[Records from a collection]
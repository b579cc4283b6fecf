//! Per-page model call with retry and exponential backoff.
//!
//! Throttling (429) and 5xx responses are common under concurrent load.
//! The wait before retry `n` is `retry_backoff_ms * 2^(n-1)`, so the default
//! 500 ms base yields 500 ms → 1 s → 2 s. A server-supplied `Retry-After`
//! takes precedence when it is longer, up to [`MAX_RETRY_AFTER_MS`].
//! Authentication failures and rejected requests are returned on the first
//! attempt.

use crate::config::ConversionConfig;
use crate::error::{PageError, PaperShiftError};
use crate::openrouter::VisionModel;
use crate::output::PageResult;
use crate::prompts::system_prompt;
use edgequake_llm::ImageData;
use std::time::Instant;
use tokio::time::{sleep, Duration};
use tracing::{debug, warn};

/// Ceiling on a server-requested `Retry-After` wait.
pub const MAX_RETRY_AFTER_MS: u64 = 60_000;

/// Transcribe one encoded page.
///
/// Never returns an error: failures are recorded in `PageResult::error` so
/// one bad page does not abort the document.
pub async fn process_page<M: VisionModel + ?Sized>(
    model: &M,
    page_num: usize,
    image: &ImageData,
    config: &ConversionConfig,
) -> PageResult {
    let start = Instant::now();
    let prompt = system_prompt(config.fast_mode);
    let mut last_err: Option<String> = None;
    let mut attempts_made = 0u32;

    for attempt in 0..=config.max_retries {
        attempts_made = attempt;
        match model.transcribe(prompt, image).await {
            Ok(reply) => {
                let duration = start.elapsed();
                debug!(
                    "Page {}: {} input tokens, {} output tokens, {:?}",
                    page_num, reply.prompt_tokens, reply.completion_tokens, duration
                );
                return PageResult {
                    page_num,
                    markdown: reply.content,
                    input_tokens: reply.prompt_tokens,
                    output_tokens: reply.completion_tokens,
                    duration_ms: duration.as_millis() as u64,
                    retries: attempt,
                    error: None,
                };
            }
            Err(e) => {
                warn!("Page {}: attempt {} failed: {}", page_num, attempt.saturating_add(1), e);
                let retryable = e.is_retryable();
                let server_delay = match &e {
                    PaperShiftError::RateLimitExceeded {
                        retry_after_secs: Some(secs),
                        ..
                    } => Some(retry_after_ms(*secs)),
                    _ => None,
                };
                last_err = Some(e.to_string());

                if !retryable || attempt == config.max_retries {
                    break;
                }

                let backoff = backoff_ms(config.retry_backoff_ms, attempt.saturating_add(1))
                    .max(server_delay.unwrap_or(0));
                warn!(
                    "Page {}: retry {}/{} after {}ms",
                    page_num,
                    attempt.saturating_add(1),
                    config.max_retries,
                    backoff
                );
                sleep(Duration::from_millis(backoff)).await;
            }
        }
    }

    PageResult {
        page_num,
        markdown: String::new(),
        input_tokens: 0,
        output_tokens: 0,
        duration_ms: start.elapsed().as_millis() as u64,
        retries: attempts_made,
        error: Some(PageError::LlmFailed {
            page: page_num,
            retries: attempts_made,
            detail: last_err.unwrap_or_else(|| "Unknown error".to_string()),
        }),
    }
}

/// Server-requested wait in milliseconds, capped at [`MAX_RETRY_AFTER_MS`].
fn retry_after_ms(secs: u64) -> u64 {
    secs.saturating_mul(1000).min(MAX_RETRY_AFTER_MS)
}

/// Delay before retry number `retry` (1-based).
fn backoff_ms(base_ms: u64, retry: u32) -> u64 {
    base_ms.saturating_mul(2u64.saturating_pow(retry.saturating_sub(1)))
}
//! Deterministic clean-up of model output.
//!
//! Vision models occasionally wrap their answer in a code fence, emit CRLF,
//! pad lines with spaces, leave long runs of blank lines or link to images
//! that do not exist. Each rule below is a pure `&str → String` pass; order
//! matters only in that fences are stripped first and whitespace rules run
//! after anything that can leave empty lines behind.

use once_cell::sync::Lazy;
use regex::Regex;

/// Apply every clean-up rule to one page of Markdown.
pub fn clean_markdown(input: &str) -> String {
    let s = strip_outer_fence(input);
    let s = normalise_line_endings(&s);
    let s = remove_invisible_chars(&s);
    let s = unlink_local_images(&s);
    let s = trim_line_ends(&s);
    let s = collapse_blank_runs(&s);
    tidy_ends(&s)
}

static RE_OUTER_FENCE: Lazy<Regex> =
    Lazy::new(|| Regex::new(r"(?s)^```(?:markdown|md)?[ \t]*\r?\n(.*?)\r?\n```$").unwrap());

fn strip_outer_fence(input: &str) -> String {
    let trimmed = input.trim();
    match RE_OUTER_FENCE.captures(trimmed) {
        Some(caps) => caps[1].to_string(),
        None => input.to_string(),
    }
}

fn normalise_line_endings(input: &str) -> String {
    input.replace("\r\n", "\n").replace('\r', "\n")
}

fn trim_line_ends(input: &str) -> String {
    input.lines().map(str::trim_end).collect::<Vec<_>>().join("\n")
}

static RE_BLANK_RUN: Lazy<Regex> = Lazy::new(|| Regex::new(r"\n{3,}").unwrap());

/// At most one blank line between blocks.
fn collapse_blank_runs(input: &str) -> String {
    RE_BLANK_RUN.replace_all(input, "\n\n").into_owned()
}

static RE_IMAGE_LINK: Lazy<Regex> =
    Lazy::new(|| Regex::new(r"!\[([^\]]*)\]\(([^)]*)\)").unwrap());

/// Page images are transcribed in isolation, so any image link that is not
/// an absolute http(s) URL points at a file that does not exist. Keep the
/// alt text as an italic caption.
fn unlink_local_images(input: &str) -> String {
    RE_IMAGE_LINK
        .replace_all(input, |caps: &regex::Captures<'_>| {
            let url = caps[2].trim();
            if url.starts_with("http://") || url.starts_with("https://") {
                return caps[0].to_string();
            }
            let alt = caps[1].trim();
            if alt.is_empty() {
                String::new()
            } else {
                format!("*{alt}*")
            }
        })
        .into_owned()
}

fn remove_invisible_chars(input: &str) -> String {
    input.replace(
        ['\u{200B}', '\u{200C}', '\u{200D}', '\u{2060}', '\u{FEFF}', '\u{00AD}'],
        "",
    )
}

/// No leading blank lines, exactly one trailing newline.
fn tidy_ends(input: &str) -> String {
    let body = input.trim_start_matches('\n').trim_end();
    if body.is_empty() {
        String::new()
    } else {
        format!("{body}\n")
    }
}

WHAT IS NEEDED: Check every line above for the word "Some" and copy those that have it.

RESULT FOR THIS TASK:
                        retry_after_secs: Some(secs),
                    } => Some(retry_after_ms(*secs)),
                last_err = Some(e.to_string());
        error: Some(PageError::LlmFailed {
        Some(caps) => caps[1].to_string(),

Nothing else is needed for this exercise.